I pulled a pen from my pocket and said, “For example, if all of us right here today said we would never call this thing a “pen” again, and that from now on we would call it a . . . frindle, then in five or ten years, frindle could be a real word in the dictionary.” I just made up the word frindle, and they all laughed because it sounded funny.
There was one boy in the back of the room who didn’t believe me. He frowned and shook his head, and said, “Nah—that’s impossible. You can’t just make up a new word and have other people start using it.”
So I said, “OK. There’s a store down the street from the school where you go buy candy, right? So here's what you do: You walk in there after school today, put 79 cents on the counter, look right at the person behind the counter and say, ‘I need to buy a frindle.’ That person is going to look at you like you’re crazy, but say the word again—’a frindle.’ Say it two or three more times, and then point at the plastic container of pens. Next day, have a different kid go in the store and ask the same person for a frindle. Skip a day, and have a different friend do the same thing. Six days later when the fifth kid comes and asks for a frindle, what’s that person behind the counter going to do?”
Well, that kid in back of the room was right with me, and he got the idea—I could see it in his face. He blurted out, “He’s going to ask if you want a blue one or a black one!” That boy understood that for that person in the store, frindle would now be a real word. It would mean “pen.”

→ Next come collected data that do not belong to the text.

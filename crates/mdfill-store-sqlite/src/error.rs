//! Error type for `mdfill-store-sqlite`.

use thiserror::Error;

#[derive(Debug, Error)]
pub enum Error {
  #[error("core error: {0}")]
  Core(#[from] mdfill_core::Error),

  #[error("database error: {0}")]
  Database(#[from] tokio_rusqlite::Error),

  /// `PRAGMA table_info` returned no columns.
  #[error("table not found: {0:?}")]
  TableNotFound(String),

  #[error("column {column:?} not found on table {table:?}")]
  ColumnNotFound { table: String, column: String },
}

pub type Result<T, E = Error> = std::result::Result<T, E>;
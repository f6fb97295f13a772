//! Run summary.

/// Counts gathered over one backfill run.
#[derive(Debug, Clone, Copy, Default, PartialEq, Eq)]
pub struct Report {
  /// Rows whose content was written.
  pub processed: u64,
  /// Rows skipped because their file could not be read.
  pub missing:   u64,
  /// Intermediate commits plus the final one.
  pub commits:   u64,
}

impl Report {
  /// Lines printed at the end of a run. The warning line only appears when
  /// something was skipped.
  pub fn summary_lines(&self) -> Vec<String> {
    let mut lines = vec![format!("processed: {}", self.processed)];
    if self.missing > 0 {
      lines.push(format!("warning: missing: {}", self.missing));
    }
    lines
  }
}
//! Run parameters for a backfill.

use crate::{Error, Result, ident::validate_ident};

pub const DEFAULT_PATH_COLUMN:    &str = "path";
pub const DEFAULT_CONTENT_COLUMN: &str = "md_content";
pub const DEFAULT_ID_COLUMN:      &str = "id";
pub const DEFAULT_ENCODING:       &str = "utf-8";
pub const DEFAULT_BATCH_SIZE:     u64 = 500;

/// Everything a backfill run needs apart from the database location.
#[derive(Debug, Clone, PartialEq, Eq)]
pub struct BackfillOptions {
  pub table:              String,
  /// Column holding a filesystem path per row.
  pub path_column:        String,
  /// Column receiving the decoded file text; added if absent.
  pub content_column:     String,
  pub id_column:          String,
  /// WHATWG encoding label used to decode file contents.
  pub encoding:           String,
  /// Successful writes between intermediate commits.
  pub batch_size:         u64,
  /// Translate `\r\n` and lone `\r` to `\n` after decoding, as a
  /// text-mode read would.
  pub normalize_newlines: bool,
  /// Use WAL journaling and `synchronous = NORMAL` for the run.
  pub fast_pragmas:       bool,
}

impl BackfillOptions {
  /// Options for `table` with every other field at its default.
  pub fn new(table: impl Into<String>) -> Self {
    Self {
      table:              table.into(),
      path_column:        DEFAULT_PATH_COLUMN.to_owned(),
      content_column:     DEFAULT_CONTENT_COLUMN.to_owned(),
      id_column:          DEFAULT_ID_COLUMN.to_owned(),
      encoding:           DEFAULT_ENCODING.to_owned(),
      batch_size:         DEFAULT_BATCH_SIZE,
      normalize_newlines: true,
      fast_pragmas:       true,
    }
  }

  /// Check identifiers and batch size. Encoding labels are checked when the
  /// decoder is built.
  pub fn validate(&self) -> Result<()> {
    for ident in [
      &self.table,
      &self.path_column,
      &self.content_column,
      &self.id_column,
    ] {
      validate_ident(ident)?;
    }
    if self.batch_size == 0 {
      return Err(Error::InvalidBatchSize);
    }
    Ok(())
  }
}
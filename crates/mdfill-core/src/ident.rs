//! SQL identifier quoting.
//!
//! Table and column names cannot be bound as statement parameters, so they
//! are interpolated into the SQL text. The quoting rule is the standard one:
//! wrap in double quotes and double any embedded `"`. This does not make an
//! untrusted identifier safe; it only keeps a trusted one well-formed.

use crate::{Error, Result};

/// Quote `ident` for use as an SQL identifier.
pub fn quote_ident(ident: &str) -> String {
  format!("\"{}\"", ident.replace('"', "\"\""))
}

/// Reject identifiers that would produce a malformed statement.
pub fn validate_ident(ident: &str) -> Result<()> {
  if ident.is_empty() || ident.contains('\0') {
    return Err(Error::InvalidIdentifier(ident.to_owned()));
  }
  Ok(())
}
//! Error types for `mdfill-core`.

use thiserror::Error;

#[derive(Debug, Error)]
pub enum Error {
  /// Empty identifiers, or ones containing NUL, cannot be quoted into a
  /// well-formed statement.
  #[error("invalid identifier {0:?}")]
  InvalidIdentifier(String),

  #[error("batch size must be at least 1")]
  InvalidBatchSize,

  #[error("unknown text encoding: {0:?}")]
  UnknownEncoding(String),
}

pub type Result<T, E = Error> = std::result::Result<T, E>;
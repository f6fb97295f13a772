//! Reading files as text in a configured encoding.
//!
//! Labels are resolved with [`encoding_rs`] (WHATWG label set). Malformed
//! input never fails a read: undecodable bytes become U+FFFD.

use std::{io, path::Path};

use encoding_rs::Encoding;

use crate::{Error, Result};

/// What to do with a byte order mark at the start of a file.
#[derive(Debug, Clone, Copy, PartialEq, Eq)]
enum BomHandling {
  /// Decode it like any other character (U+FEFF).
  Keep,
  /// Drop a BOM of the configured encoding.
  Remove,
  /// Let a BOM pick the encoding; fall back to the configured one.
  Sniff,
}

/// Codec names that are not WHATWG labels, or that need BOM handling the
/// plain label does not get. Keys use `-`, never `_`.
const ALIASES: &[(&str, &str, BomHandling)] = &[
  ("cp932", "windows-31j", BomHandling::Keep),
  ("mskanji", "ms_kanji", BomHandling::Keep),
  ("utf-8-sig", "utf-8", BomHandling::Remove),
  ("utf-16", "utf-16le", BomHandling::Sniff),
];

#[derive(Debug, Clone, Copy)]
pub struct TextDecoder {
  encoding:           &'static Encoding,
  bom:                BomHandling,
  normalize_newlines: bool,
}

impl TextDecoder {
  /// Resolve `label` to an encoding. Accepts WHATWG labels, the same with
  /// `_` in place of `-` (`utf_8`, `euc_jp`), and a few codec names such as
  /// `cp932`, `utf-8-sig` and `utf-16`.
  pub fn for_label(label: &str) -> Result<Self> {
    let wanted = label.trim().to_ascii_lowercase();
    let hyphenated = wanted.replace('_', "-");
    let unknown = || Error::UnknownEncoding(label.to_owned());

    let (encoding, bom) = match ALIASES.iter().find(|(name, ..)| *name == hyphenated) {
      Some((_, target, bom)) => {
        let encoding =
          Encoding::for_label_no_replacement(target.as_bytes()).ok_or_else(unknown)?;
        (encoding, *bom)
      }
      None => {
        let encoding = [wanted, hyphenated]
          .into_iter()
          .find_map(|candidate| Encoding::for_label_no_replacement(candidate.as_bytes()))
          .ok_or_else(unknown)?;
        (encoding, BomHandling::Keep)
      }
    };

    Ok(Self { encoding, bom, normalize_newlines: false })
  }

  pub fn with_newline_normalization(mut self, enabled: bool) -> Self {
    self.normalize_newlines = enabled;
    self
  }

  /// Canonical name of the resolved encoding, e.g. `UTF-8` or `Shift_JIS`.
  /// For BOM-sniffing labels this is the fallback encoding.
  pub fn name(&self) -> &'static str { self.encoding.name() }

  /// Decode `bytes`, returning the text and whether any replacement
  /// happened. Plain labels do not sniff a byte order mark, so a UTF-8 BOM
  /// under `utf-8` decodes to U+FEFF; `utf-8-sig` drops it and `utf-16`
  /// lets it choose the byte order.
  pub fn decode(&self, bytes: &[u8]) -> (String, bool) {
    let (text, had_errors) = match self.bom {
      BomHandling::Keep => self.encoding.decode_without_bom_handling(bytes),
      BomHandling::Remove => self.encoding.decode_with_bom_removal(bytes),
      BomHandling::Sniff => {
        let (text, _, had_errors) = self.encoding.decode(bytes);
        (text, had_errors)
      }
    };
    let text = if self.normalize_newlines && text.contains('\r') {
      text.replace("\r\n", "\n").replace('\r', "\n")
    } else {
      text.into_owned()
    };
    (text, had_errors)
  }

  /// Read the whole file at `path` and decode it.
  pub async fn read_file(&self, path: &Path) -> io::Result<String> {
    let bytes = tokio::fs::read(path).await?;
    let (text, had_errors) = self.decode(&bytes);
    if had_errors {
      tracing::debug!(
        path = %path.display(),
        encoding = self.name(),
        "replaced undecodable bytes"
      );
    }
    Ok(text)
  }
}

#[cfg(test)]
mod tests {
  use super::*;

  #[test]
  fn resolves_common_labels() {
    assert_eq!(TextDecoder::for_label("utf-8").unwrap().name(), "UTF-8");
    assert_eq!(TextDecoder::for_label("UTF8").unwrap().name(), "UTF-8");
    assert_eq!(TextDecoder::for_label("utf_8").unwrap().name(), "UTF-8");
    assert_eq!(TextDecoder::for_label(" shift_jis ").unwrap().name(), "Shift_JIS");
    assert_eq!(TextDecoder::for_label("cp932").unwrap().name(), "Shift_JIS");
    assert_eq!(TextDecoder::for_label("euc_jp").unwrap().name(), "EUC-JP");
  }

  #[test]
  fn unknown_label_is_rejected() {
    assert!(matches!(
      TextDecoder::for_label("klingon"),
      Err(Error::UnknownEncoding(l)) if l == "klingon"
    ));
    // Maps to the replacement encoding, which would blank every file.
    assert!(TextDecoder::for_label("iso-2022-kr").is_err());
  }

  #[test]
  fn invalid_utf8_is_replaced() {
    let d = TextDecoder::for_label("utf-8").unwrap();
    let (text, had_errors) = d.decode(b"ab\xffcd");
    assert_eq!(text, "ab\u{FFFD}cd");
    assert!(had_errors);
  }

  #[test]
  fn shift_jis_round_trips() {
    let (bytes, _, _) = encoding_rs::SHIFT_JIS.encode("日記の本文");
    let d = TextDecoder::for_label("shift_jis").unwrap();
    let (text, had_errors) = d.decode(&bytes);
    assert_eq!(text, "日記の本文");
    assert!(!had_errors);
  }

  #[test]
  fn utf8_sig_strips_the_bom() {
    let d = TextDecoder::for_label("utf-8-sig").unwrap();
    assert_eq!(d.name(), "UTF-8");
    assert_eq!(d.decode(b"\xEF\xBB\xBFhi").0, "hi");
    assert_eq!(d.decode(b"hi").0, "hi");
    let upper = TextDecoder::for_label("UTF_8_SIG").unwrap();
    assert_eq!(upper.decode(b"\xEF\xBB\xBFhi").0, "hi");
  }

  #[test]
  fn utf16_follows_the_bom() {
    let d = TextDecoder::for_label("utf-16").unwrap();
    let (text, had_errors) = d.decode(&[0xFE, 0xFF, 0x00, 0x68, 0x00, 0x69]);
    assert_eq!(text, "hi");
    assert!(!had_errors);
    assert_eq!(d.decode(&[0xFF, 0xFE, 0x68, 0x00, 0x69, 0x00]).0, "hi");
    // No BOM: little-endian.
    assert_eq!(d.decode(&[0x68, 0x00, 0x69, 0x00]).0, "hi");
  }

  #[test]
  fn bom_is_kept() {
    let d = TextDecoder::for_label("utf-8").unwrap();
    let (text, _) = d.decode(b"\xEF\xBB\xBFhi");
    assert_eq!(text, "\u{FEFF}hi");
  }

  #[test]
  fn newlines_untouched_by_default() {
    let d = TextDecoder::for_label("utf-8").unwrap();
    assert_eq!(d.decode(b"a\r\nb\rc").0, "a\r\nb\rc");
  }

  #[test]
  fn newlines_normalized_when_enabled() {
    let d = TextDecoder::for_label("utf-8")
      .unwrap()
      .with_newline_normalization(true);
    assert_eq!(d.decode(b"a\r\nb\rc\n").0, "a\nb\nc\n");
  }

  #[tokio::test]
  async fn read_file_missing_is_io_error() {
    let dir = tempfile::tempdir().unwrap();
    let d = TextDecoder::for_label("utf-8").unwrap();
    let err = d.read_file(&dir.path().join("nope.md")).await.unwrap_err();
    assert_eq!(err.kind(), io::ErrorKind::NotFound);
  }

  #[tokio::test]
  async fn read_file_directory_is_error() {
    let dir = tempfile::tempdir().unwrap();
    let d = TextDecoder::for_label("utf-8").unwrap();
    assert!(d.read_file(dir.path()).await.is_err());
  }
}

For a couple of years I told that same story every time I went to talk at a school or a library. Then one day as I was sifting through my life, looking for a story idea, I wondered what would happen if a kid started using a new word, and other kids really liked it, but his English teacher didn’t. So the idea for the book was born, and I even used that bit about the store as part of the novel.
Again, I thank you all so much for this great honor.